Эпика, разумеется, не противоречит лирике. Из размеренного прибоя эпики лирика и родилась. Эпический поэт лишь иначе расставляет акценты. Берязев как будто делает глубокий вдох – и выдох становится периодом стиха, который невозможно остановить, как и я, например, не могу здесь прервать цитату – просто негде.
…Но, погоди, не загадывай,
Не торопи, не шути!
В звёздной дали мириадовой,
Там, далеко впереди –
Где-то за мартовским маревом,
То ль на трамвайном кольце,
То ли на солнце миндалевом,
На воробьином крыльце
Встретимся, ангел полуденный,
Встретимся, милая, мы!..
Флейтою, зябкою лютнею,
Как из бродяжьей сумы…
Красивости – оттого, что вот так поймано настроение и с такой силой хочется его передать. Это своего рода есенинская нота, когда не ощущение подбирается к словам, а слова – к ощущению. Слова могут быть неточными, но если они работают на ощущение, если они органичны, значит, они те самые.
Чего нет у Берязева – так это стремления поразить техникой, расчетом. Он спонтанен. Так сказалось, а не придумалось, не вымучилось. При этом поэтическое напряжение может поддерживаться на протяжении многих строф:
Этот дождь продолжается дольше, чем помнит душа,
Это шлёп миллиона икринок по мокрому камню,
Шевеление влажного хаоса снится века мне,
А теперь замирает на кончике карандаша…
(…)
…Вот и я ухожу, ухожу, ухожу за дождём –
В ручейках и протоках, в слияниях и раствореньях,
Средь ложбинок и впадин, в излучинах и повтореньях
До заветного русла влекусь непорожним путём.
И все-таки лучшее, что есть в книге, именно поэмы. Не случайно они поставлены составителем Павлом Крючковым в последний раздел. Если читать книгу подряд, она как будто подводит к Берязеву, равному себе: поэту размашистому, не стесняющемуся своего пристрастия к большой форме.

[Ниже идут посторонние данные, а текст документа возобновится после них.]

use std::sync::Arc;
use std::time::Duration;

use ratethrottle::backend::MemoryBackend;
use ratethrottle::{Engine, EngineConfig, Rule, Strategy};

use super::ConcurrencyTracker;

/// 2,000 concurrent callers racing a single fixed-window bucket must never
/// admit more than the configured limit, no matter how the CAS/increment
/// retries interleave.
#[tokio::test]
#[ignore]
async fn high_concurrency_never_exceeds_the_limit() {
    let engine = Arc::new(Engine::new(MemoryBackend::new(), EngineConfig::default()));
    engine
        .add_rule(
            Rule::builder("r", 100, Duration::from_secs(60))
                .strategy(Strategy::FixedWindow)
                .build()
                .unwrap(),
        )
        .unwrap();

    let tracker = ConcurrencyTracker::new();
    let mut handles = Vec::with_capacity(2_000);
    for _ in 0..2_000 {
        let engine = Arc::clone(&engine);
        let tracker = Arc::clone(&tracker);
        handles.push(tokio::spawn(async move {
            tracker.enter();
            let verdict = engine.check("shared", "r", None).await.unwrap();
            tracker.exit();
            verdict.allowed
        }));
    }

    let mut allowed = 0u64;
    for handle in handles {
        if handle.await.unwrap() {
            allowed += 1;
        }
    }

    assert!(allowed <= 100, "admitted {allowed} requests past a limit of 100");
    assert!(tracker.peak() > 1, "test didn't actually overlap any calls");
}

/// 50,000 distinct identifiers pushed through the traffic analyzer must not
/// make the engine itself unresponsive; each identifier's rolling window is
/// bounded independently of how many other identifiers are tracked.
#[tokio::test]
#[ignore]
async fn many_identifiers_stay_bounded() {
    let engine = Engine::new(MemoryBackend::new(), EngineConfig::default());
    engine
        .add_rule(Rule::builder("r", 1_000, Duration::from_secs(60)).build().unwrap())
        .unwrap();

    for i in 0..50_000 {
        let identifier = format!("id-{i}");
        let verdict = engine.check(&identifier, "r", None).await.unwrap();
        assert!(verdict.allowed);
    }

    let snap = engine.metrics();
    assert_eq!(snap.total_requests, 50_000);
    assert_eq!(snap.allowed_requests, 50_000);
}

/// A sustained burst-then-idle-then-burst pattern against a token bucket
/// must keep admitting at the configured steady-state rate indefinitely,
/// never drifting into perpetual starvation or unbounded admission.
#[tokio::test]
#[ignore]
async fn token_bucket_is_stable_over_many_refill_cycles() {
    let engine = Engine::new(MemoryBackend::new(), EngineConfig::default());
    engine
        .add_rule(
            Rule::builder("r", 10, Duration::from_secs(1))
                .strategy(Strategy::TokenBucket)
                .burst(10)
                .build()
                .unwrap(),
        )
        .unwrap();

    let mut total_allowed = 0u64;
    for _ in 0..200 {
        for _ in 0..10 {
            if engine.check("steady", "r", None).await.unwrap().allowed {
                total_allowed += 1;
            }
        }
        tokio::time::sleep(Duration::from_millis(10)).await;
    }

    // At roughly 10/sec refill and ~2s of wall-clock budget, admission
    // should land well short of the 2,000 attempted requests.
    assert!(total_allowed < 2_000);
    assert!(total_allowed > 0);
}
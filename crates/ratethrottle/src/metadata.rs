//! The typed metadata bag passed alongside an identifier on `Check`.

use std::collections::HashMap;

/// Request-scoped context supplied by the caller of `Check`.
///
/// Kept as an enumerated, typed set rather than a free-form map: the scope
/// resolver and traffic analyzer recognize `endpoint`, `method`, `user_id`,
/// and `api_key` directly; anything else goes in `custom` and is passed
/// through opaquely to observers.
#[derive(Debug, Clone, Default, PartialEq, Eq)]
#[cfg_attr(feature = "serde", derive(serde::Serialize, serde::Deserialize))]
pub struct Metadata {
    pub endpoint: Option<String>,
    pub method: Option<String>,
    pub user_id: Option<String>,
    pub api_key: Option<String>,
    pub custom: HashMap<String, String>,
}

impl Metadata {
    pub fn new() -> Self {
        Self::default()
    }

    pub fn with_endpoint(mut self, endpoint: impl Into<String>) -> Self {
        self.endpoint = Some(endpoint.into());
        self
    }

    pub fn with_method(mut self, method: impl Into<String>) -> Self {
        self.method = Some(method.into());
        self
    }

    pub fn with_user_id(mut self, user_id: impl Into<String>) -> Self {
        self.user_id = Some(user_id.into());
        self
    }

    pub fn with_api_key(mut self, api_key: impl Into<String>) -> Self {
        self.api_key = Some(api_key.into());
        self
    }

    pub fn with_custom(mut self, key: impl Into<String>, value: impl Into<String>) -> Self {
        self.custom.insert(key.into(), value.into());
        self
    }
}
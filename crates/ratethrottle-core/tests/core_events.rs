//! P0 Event System Core Tests
//!
//! Tests for the core event system functionality including:
//! - Empty collections
//! - Adding and emitting events
//! - Multiple listeners
//! - Event data verification
//! - Large numbers of listeners

use std::sync::Arc;
use std::sync::atomic::{AtomicUsize, Ordering};
use std::time::Instant;
use ratethrottle_core::events::{EventListeners, FnListener, ResilienceEvent};

#[derive(Debug, Clone)]
struct TestEvent {
    name: String,
    timestamp: Instant,
    event_type: &'static str,
}

impl ResilienceEvent for TestEvent {
    fn event_type(&self) -> &'static str {
        self.event_type
    }

    fn timestamp(&self) -> Instant {
        self.timestamp
    }

    fn pattern_name(&self) -> &str {
        &self.name
    }
}

#[test]
fn empty_listeners_collection() {
    let listeners: EventListeners<TestEvent> = EventListeners::new();
    assert!(listeners.is_empty());
    assert_eq!(listeners.len(), 0);
}

#[test]
fn add_listener_increases_len() {
    let mut listeners = EventListeners::new();
    assert_eq!(listeners.len(), 0);

    listeners.add(FnListener::new(|_: &TestEvent| {}));
    assert_eq!(listeners.len(), 1);
    assert!(!listeners.is_empty());

    listeners.add(FnListener::new(|_: &TestEvent| {}));
    assert_eq!(listeners.len(), 2);

    listeners.add(FnListener::new(|_: &TestEvent| {}));
    assert_eq!(listeners.len(), 3);
}

#[test]
fn emit_to_empty_listeners_does_not_panic() {
    let listeners: EventListeners<TestEvent> = EventListeners::new();
    let event = TestEvent {
        name: "test".to_string(),
        timestamp: Instant::now(),
        event_type: "test_event",
    };

    // Should not panic
    listeners.emit(&event);
}

#[test]
fn single_listener_receives_event() {
    let counter = Arc::new(AtomicUsize::new(0));
    let counter_clone = Arc::clone(&counter);

    let mut listeners = EventListeners::new();
    listeners.add(FnListener::new(move |_: &TestEvent| {
        counter_clone.fetch_add(1, Ordering::SeqCst);
    }));

    let event = TestEvent {
        name: "test".to_string(),
        timestamp: Instant::now(),
        event_type: "test_event",
    };

    listeners.emit(&event);
    assert_eq!(counter.load(Ordering::SeqCst), 1);
}

#[test]
fn multiple_listeners_all_called() {
    let counter1 = Arc::new(AtomicUsize::new(0));
    let counter2 = Arc::new(AtomicUsize::new(0));
    let counter3 = Arc::new(AtomicUsize::new(0));

    let c1 = Arc::clone(&counter1);
    let c2 = Arc::clone(&counter2);
    let c3 = Arc::clone(&counter3);

    let mut listeners = EventListeners::new();
    listeners.add(FnListener::new(move |_: &TestEvent| {
        c1.fetch_add(1, Ordering::SeqCst);
    }));
    listeners.add(FnListener::new(move |_: &TestEvent| {
        c2.fetch_add(2, Ordering::SeqCst);
    }));
    listeners.add(FnListener::new(move |_: &TestEvent| {
        c3.fetch_add(3, Ordering::SeqCst);
    }));

    let event = TestEvent {
        name: "test".to_string(),
        timestamp: Instant::now(),
        event_type: "test_event",
    };

    listeners.emit(&event);
    assert_eq!(counter1.load(Ordering::SeqCst), 1);
    assert_eq!(counter2.load(Ordering::SeqCst), 2);
    assert_eq!(counter3.load(Ordering::SeqCst), 3);

    // Emit again to verify listeners can be called multiple times
    listeners.emit(&event);
    assert_eq!(counter1.load(Ordering::SeqCst), 2);
    assert_eq!(counter2.load(Ordering::SeqCst), 4);
    assert_eq!(counter3.load(Ordering::SeqCst), 6);
}

#[test]
fn listener_receives_correct_event_data() {
    let received_name = Arc::new(std::sync::Mutex::new(String::new()));
    let received_type = Arc::new(std::sync::Mutex::new(String::new()));
    let received_timestamp = Arc::new(std::sync::Mutex::new(None));

    let name_clone = Arc::clone(&received_name);
    let type_clone = Arc::clone(&received_type);
    let timestamp_clone = Arc::clone(&received_timestamp);

    let mut listeners = EventListeners::new();
    listeners.add(FnListener::new(move |event: &TestEvent| {
        *name_clone.lock().unwrap() = event.pattern_name().to_string();
        *type_clone.lock().unwrap() = event.event_type().to_string();
        *timestamp_clone.lock().unwrap() = Some(event.timestamp());
    }));

    let now = Instant::now();
    let event = TestEvent {
        name: "circuit-breaker-1".to_string(),
        timestamp: now,
        event_type: "state_transition",
    };

    listeners.emit(&event);

    assert_eq!(*received_name.lock().unwrap(), "circuit-breaker-1");
    assert_eq!(*received_type.lock().unwrap(), "state_transition");
    assert_eq!(received_timestamp.lock().unwrap().unwrap(), now);
}

#[test]
fn event_with_different_data_types() {
    #[derive(Debug)]
    struct ComplexEvent {
        name: String,
        timestamp: Instant,
        value: i64,
        flag: bool,
        data: Vec<u8>,
    }

    impl ResilienceEvent for ComplexEvent {
        fn event_type(&self) -> &'static str {
            "complex"
        }

        fn timestamp(&self) -> Instant {
            self.timestamp
        }

        fn pattern_name(&self) -> &str {
            &self.name
        }
    }

    let received_value = Arc::new(AtomicUsize::new(0));
    let received_flag = Arc::new(std::sync::Mutex::new(false));
    let received_data = Arc::new(std::sync::Mutex::new(Vec::new()));

    let value_clone = Arc::clone(&received_value);
    let flag_clone = Arc::clone(&received_flag);
    let data_clone = Arc::clone(&received_data);

    let mut listeners = EventListeners::new();
    listeners.add(FnListener::new(move |event: &ComplexEvent| {
        received_value.store(event.value as usize, Ordering::SeqCst);
        *flag_clone.lock().unwrap() = event.flag;
        *data_clone.lock().unwrap() = event.data.clone();
    }));

    let event = ComplexEvent {
        name: "test".to_string(),
        timestamp: Instant::now(),
        value: 42,
        flag: true,
        data: vec![1, 2, 3, 4, 5],
    };

    listeners.emit(&event);

    assert_eq!(value_clone.load(Ordering::SeqCst), 42);
    assert_eq!(*received_flag.lock().unwrap(), true);
    assert_eq!(*received_data.lock().unwrap(), vec![1, 2, 3, 4, 5]);
}

#[test]
fn default_trait_creates_empty_collection() {
    let listeners: EventListeners<TestEvent> = EventListeners::default();
    assert!(listeners.is_empty());
    assert_eq!(listeners.len(), 0);

    // Should work the same as new()
    let listeners2: EventListeners<TestEvent> = EventListeners::new();
    assert_eq!(listeners.len(), listeners2.len());
}

#[test]
fn clone_creates_independent_copy() {
    let counter = Arc::new(AtomicUsize::new(0));
    let counter_clone = Arc::clone(&counter);

    let mut listeners = EventListeners::new();
    listeners.add(FnListener::new(move |_: &TestEvent| {
        counter_clone.fetch_add(1, Ordering::SeqCst);
    }));

    let listeners_copy = listeners.clone();

    let event = TestEvent {
        name: "test".to_string(),
        timestamp: Instant::now(),
        event_type: "test_event",
    };

    // Both should call the same listener (Arc-shared)
    listeners.emit(&event);
    assert_eq!(counter.load(Ordering::SeqCst), 1);

    listeners_copy.emit(&event);
    assert_eq!(counter.load(Ordering::SeqCst), 2);

    // Adding to one doesn't affect the other
    listeners.add(FnListener::new(|_: &TestEvent| {}));
    assert_eq!(listeners.len(), 2);
    assert_eq!(listeners_copy.len(), 1);
}

#[test]
fn large_number_of_listeners() {
    let counter = Arc::new(AtomicUsize::new(0));
    let mut listeners = EventListeners::new();

    // Add 150 listeners
    for i in 0..150 {
        let counter_clone = Arc::clone(&counter);
        listeners.add(FnListener::new(move |_: &TestEvent| {
            counter_clone.fetch_add(1, Ordering::SeqCst);
        }));
        assert_eq!(listeners.len(), i + 1);
    }

    assert_eq!(listeners.len(), 150);
    assert!(!listeners.is_empty());

    let event = TestEvent {
        name: "test".to_string(),
        timestamp: Instant::now(),
        event_type: "test_event",
    };

    listeners.emit(&event);
    assert_eq!(counter.load(Ordering::SeqCst), 150);

    // Emit again
    listeners.emit(&event);
    assert_eq!(counter.load(Ordering::SeqCst), 300);
}
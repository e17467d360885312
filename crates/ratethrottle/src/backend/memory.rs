//! In-process [`Backend`] over sharded, mutex-guarded maps.

use std::collections::HashMap;
use std::collections::hash_map::DefaultHasher;
use std::hash::{Hash, Hasher};
use std::sync::atomic::{AtomicU64, Ordering};
use std::sync::{Arc, Mutex};
use std::time::{Duration, Instant};

use async_trait::async_trait;

use super::{Backend, BackendError, BackendResult};

const DEFAULT_SHARDS: usize = 32;
const SWEEP_INTERVAL: Duration = Duration::from_secs(1);
const SWEEP_WRITE_THRESHOLD: u64 = 1_000;

#[derive(Clone)]
enum Value {
    Bytes(Vec<u8>),
    Int(i64),
    /// Kept sorted ascending; small enough in practice (bounded by window
    /// length and request rate) that a `Vec` outperforms a tree.
    Timestamps(Vec<f64>),
}

struct Entry {
    value: Value,
    expires_at: Option<Instant>,
}

impl Entry {
    fn is_expired(&self, now: Instant) -> bool {
        matches!(self.expires_at, Some(t) if t <= now)
    }
}

type Shard = Mutex<HashMap<String, Entry>>;

/// Sharded-mutex in-process backend. Suitable for a single instance; for
/// state shared across instances use [`super::RedisBackend`].
///
/// Expired entries are evicted lazily on access regardless of whether the
/// background sweeper is running; call [`MemoryBackend::spawn_sweeper`]
/// once, from within a Tokio runtime, to additionally reclaim memory for
/// keys nobody reads again.
pub struct MemoryBackend {
    shards: Vec<Shard>,
    writes_since_sweep: AtomicU64,
}

impl MemoryBackend {
    pub fn new() -> Arc<Self> {
        Self::with_shard_count(DEFAULT_SHARDS)
    }

    pub fn with_shard_count(shard_count: usize) -> Arc<Self> {
        let shard_count = shard_count.max(1);
        let shards = (0..shard_count).map(|_| Mutex::new(HashMap::new())).collect();
        Arc::new(Self {
            shards,
            writes_since_sweep: AtomicU64::new(0),
        })
    }

    fn shard_for(&self, key: &str) -> &Shard {
        let mut hasher = DefaultHasher::new();
        key.hash(&mut hasher);
        let idx = (hasher.finish() as usize) % self.shards.len();
        &self.shards[idx]
    }

    /// Bumps the write counter and, once it crosses
    /// [`SWEEP_WRITE_THRESHOLD`], sweeps inline — the write-count half of
    /// "every 1s or every 1000 writes, whichever first". The timer half
    /// runs on whatever task called [`MemoryBackend::spawn_sweeper`].
    fn note_write(&self) {
        let count = self.writes_since_sweep.fetch_add(1, Ordering::Relaxed) + 1;
        if count >= SWEEP_WRITE_THRESHOLD {
            self.writes_since_sweep.store(0, Ordering::Relaxed);
            self.sweep();
        }
    }

    fn sweep(&self) {
        let now = Instant::now();
        for shard in &self.shards {
            let mut guard = shard.lock().expect("memory backend shard mutex poisoned");
            guard.retain(|_, entry| !entry.is_expired(now));
        }
    }

    /// Spawns the background sweeper task on the current Tokio runtime,
    /// running every second to evict expired entries proactively. Returns
    /// the task handle so callers can abort it on shutdown if desired.
    pub fn spawn_sweeper(self: &Arc<Self>) -> tokio::task::JoinHandle<()> {
        let this = Arc::clone(self);
        tokio::spawn(async move {
            let mut ticker = tokio::time::interval(SWEEP_INTERVAL);
            loop {
                ticker.tick().await;
                this.sweep();
            }
        })
    }

    fn ttl_to_expiry(ttl: Duration) -> Option<Instant> {
        if ttl.is_zero() {
            None
        } else {
            Some(Instant::now() + ttl)
        }
    }
}

impl Default for MemoryBackend {
    fn default() -> Self {
        // `new()` returns an `Arc`; this inherent `Default` exists only so
        // callers composing generic builders can rely on the trait.
        let shards = (0..DEFAULT_SHARDS).map(|_| Mutex::new(HashMap::new())).collect();
        Self {
            shards,
            writes_since_sweep: AtomicU64::new(0),
        }
    }
}

#[async_trait]
impl Backend for MemoryBackend {
    async fn get(&self, key: &str) -> BackendResult<Option<Vec<u8>>> {
        let now = Instant::now();
        let guard = self.shard_for(key).lock().expect("shard mutex poisoned");
        match guard.get(key) {
            Some(entry) if !entry.is_expired(now) => match &entry.value {
                Value::Bytes(b) => Ok(Some(b.clone())),
                Value::Int(i) => Ok(Some(i.to_le_bytes().to_vec())),
                Value::Timestamps(_) => Ok(None),
            },
            _ => Ok(None),
        }
    }

    async fn set(&self, key: &str, value: Vec<u8>, ttl: Duration) -> BackendResult<()> {
        let expires_at = Self::ttl_to_expiry(ttl);
        let mut guard = self.shard_for(key).lock().expect("shard mutex poisoned");
        guard.insert(
            key.to_string(),
            Entry {
                value: Value::Bytes(value),
                expires_at,
            },
        );
        drop(guard);
        self.note_write();
        Ok(())
    }

    async fn increment(&self, key: &str, delta: i64, ttl: Duration) -> BackendResult<i64> {
        let now = Instant::now();
        let expires_at = Self::ttl_to_expiry(ttl);
        let new_value = {
            let mut guard = self.shard_for(key).lock().expect("shard mutex poisoned");
            let entry = guard.entry(key.to_string()).or_insert_with(|| Entry {
                value: Value::Int(0),
                expires_at,
            });
            if entry.is_expired(now) {
                entry.value = Value::Int(0);
                entry.expires_at = expires_at;
            }
            let current = match entry.value {
                Value::Int(i) => i,
                _ => 0,
            };
            let updated = current + delta;
            entry.value = Value::Int(updated);
            if expires_at.is_some() {
                entry.expires_at = expires_at;
            }
            updated
        };
        self.note_write();
        Ok(new_value)
    }

    async fn append_timestamp(&self, key: &str, ts: f64, ttl: Duration) -> BackendResult<()> {
        let now = Instant::now();
        let expires_at = Self::ttl_to_expiry(ttl);
        let mut guard = self.shard_for(key).lock().expect("shard mutex poisoned");
        let entry = guard.entry(key.to_string()).or_insert_with(|| Entry {
            value: Value::Timestamps(Vec::new()),
            expires_at,
        });
        if entry.is_expired(now) {
            entry.value = Value::Timestamps(Vec::new());
        }
        if let Value::Timestamps(list) = &mut entry.value {
            let pos = list.partition_point(|&x| x <= ts);
            list.insert(pos, ts);
        } else {
            entry.value = Value::Timestamps(vec![ts]);
        }
        if expires_at.is_some() {
            entry.expires_at = expires_at;
        }
        drop(guard);
        self.note_write();
        Ok(())
    }

    async fn trim_before(&self, key: &str, cutoff: f64) -> BackendResult<()> {
        let mut guard = self.shard_for(key).lock().expect("shard mutex poisoned");
        if let Some(entry) = guard.get_mut(key) {
            if let Value::Timestamps(list) = &mut entry.value {
                list.retain(|&ts| ts >= cutoff);
            }
        }
        Ok(())
    }

    async fn count_after(&self, key: &str, cutoff: f64) -> BackendResult<u64> {
        let now = Instant::now();
        let guard = self.shard_for(key).lock().expect("shard mutex poisoned");
        match guard.get(key) {
            Some(entry) if !entry.is_expired(now) => {
                if let Value::Timestamps(list) = &entry.value {
                    let pos = list.partition_point(|&x| x < cutoff);
                    Ok((list.len() - pos) as u64)
                } else {
                    Ok(0)
                }
            }
            _ => Ok(0),
        }
    }

    async fn oldest_after(&self, key: &str, cutoff: f64) -> BackendResult<Option<f64>> {
        let now = Instant::now();
        let guard = self.shard_for(key).lock().expect("shard mutex poisoned");
        match guard.get(key) {
            Some(entry) if !entry.is_expired(now) => {
                if let Value::Timestamps(list) = &entry.value {
                    let pos = list.partition_point(|&x| x < cutoff);
                    Ok(list.get(pos).copied())
                } else {
                    Ok(None)
                }
            }
            _ => Ok(None),
        }
    }

    async fn exists(&self, key: &str) -> BackendResult<bool> {
        let now = Instant::now();
        let guard = self.shard_for(key).lock().expect("shard mutex poisoned");
        Ok(matches!(guard.get(key), Some(entry) if !entry.is_expired(now)))
    }

    async fn delete(&self, key: &str) -> BackendResult<bool> {
        let mut guard = self.shard_for(key).lock().expect("shard mutex poisoned");
        Ok(guard.remove(key).is_some())
    }

    async fn compare_and_swap(
        &self,
        key: &str,
        expected: Option<Vec<u8>>,
        new: Vec<u8>,
        ttl: Duration,
    ) -> BackendResult<bool> {
        let now = Instant::now();
        let expires_at = Self::ttl_to_expiry(ttl);
        let mut guard = self.shard_for(key).lock().expect("shard mutex poisoned");
        let current = guard.get(key).and_then(|entry| {
            if entry.is_expired(now) {
                None
            } else if let Value::Bytes(b) = &entry.value {
                Some(b.clone())
            } else {
                None
            }
        });
        if current == expected {
            guard.insert(
                key.to_string(),
                Entry {
                    value: Value::Bytes(new),
                    expires_at,
                },
            );
            drop(guard);
            self.note_write();
            Ok(true)
        } else {
            Ok(false)
        }
    }
}
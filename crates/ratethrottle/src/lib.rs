//! A pluggable rate-limiting and request-admission engine.
//!
//! [`Engine`] evaluates named [`Rule`]s against a request identifier and
//! optional [`Metadata`], consulting allow/deny lists, any active hold
//! block, and finally one of four admission-decision [`Strategy`]
//! algorithms, returning a [`Verdict`]. State lives behind the pluggable
//! [`Backend`] trait — in-process via [`backend::MemoryBackend`], or shared
//! across instances via the `redis-backend`-gated [`backend::RedisBackend`].
//!
//! A background [`TrafficAnalyzer`] watches per-identifier request shape and
//! can auto-escalate sustained abuse into a deny-list entry, independent of
//! any single rule's limit.
//!
//! # Examples
//!
//! ```
//! use ratethrottle::backend::MemoryBackend;
//! use ratethrottle::{Engine, EngineConfig, Rule};
//! use std::time::Duration;
//!
//! # async fn example() -> Result<(), Box<dyn std::error::Error>> {
//! let engine = Engine::new(MemoryBackend::new(), EngineConfig::default());
//! engine.add_rule(Rule::builder("api", 100, Duration::from_secs(60)).build()?)?;
//!
//! let verdict = engine.check("203.0.113.7", "api", None).await?;
//! if verdict.allowed {
//!     println!("{} requests remaining", verdict.remaining);
//! }
//! # Ok(())
//! # }
//! ```

pub mod access;
pub mod analyzer;
pub mod backend;
pub mod engine;
pub mod error;
pub mod metadata;
pub mod metrics;
pub mod rate_format;
pub mod registry;
pub mod rule;
mod strategies;
pub mod verdict;
pub mod violation;

pub use access::{AccessControl, BackendAccessControl, InProcessAccessControl};
pub use analyzer::{AnalyzerConfig, TrafficAnalyzer, TrafficPattern};
pub use backend::{Backend, BackendError, BackendResult};
pub use engine::{Engine, EngineConfig, FailPolicy};
pub use error::{RateThrottleError, Result};
pub use metadata::Metadata;
pub use metrics::{Metrics, MetricsSnapshot};
pub use rate_format::{format_rate, parse_rate};
pub use registry::RuleRegistry;
pub use rule::{Condition, Rule, RuleBuilder, Scope, Strategy};
pub use verdict::Verdict;
pub use violation::{Violation, ViolationKind, ViolationLog};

Поэма, по странному стечению обстоятельств, превратилась у нас из королевы в падчерицу. А белый стих пятистопным ямбом – в банальность. Но именно так написана «Великая суббота» Берязева: поэма, в чем-то собирающая в одно целое первые части книги. И снова тема места, в некотором роде даже диктующая стихи, определяющая их высокий строй.
«Великая суббота» – поэма визионерская. Стихописание и есть некий транс, путешествие, приобщение. Искусственно вызвать это состояние невозможно. Можно только сымитировать. Но про имитаторов как-нибудь в другой раз.
Пока я спал, эпохи и эоны
Промчались, человеческие расы
В горниле войн смешали свое семя…
(…)
Мрак грозовой покрыл, окутал горы,
И старый тракт, и наш костер неяркий,
Который наш приятель-археолог
Не разглядел во тьме предсотворенья,
Промчался мимо на своем УАЗе,
Двумя лучами щупая тропу.
И как выход, как некое утишение бури, вихря, кружащегося внутри допотопного, казалось бы, пятистопника:
В святилище, на камне, в оке бури,
Я спал, не слыша грохота и топа,
Но от случайной капли вдруг очнулся,
И разымая плотные ресницы,
Над скальным козырьком успел заметить
Твою улыбку,
тихий ангел мой.
Владимир Берязев – поэт, не мыслящий себя без читателя. Но природа его такова, что он не может писать «под читателя». И его «азиатчина» – прямая перекличка с характером, с «вольностью», неизменно входящей в состав стихов. Другим он не будет.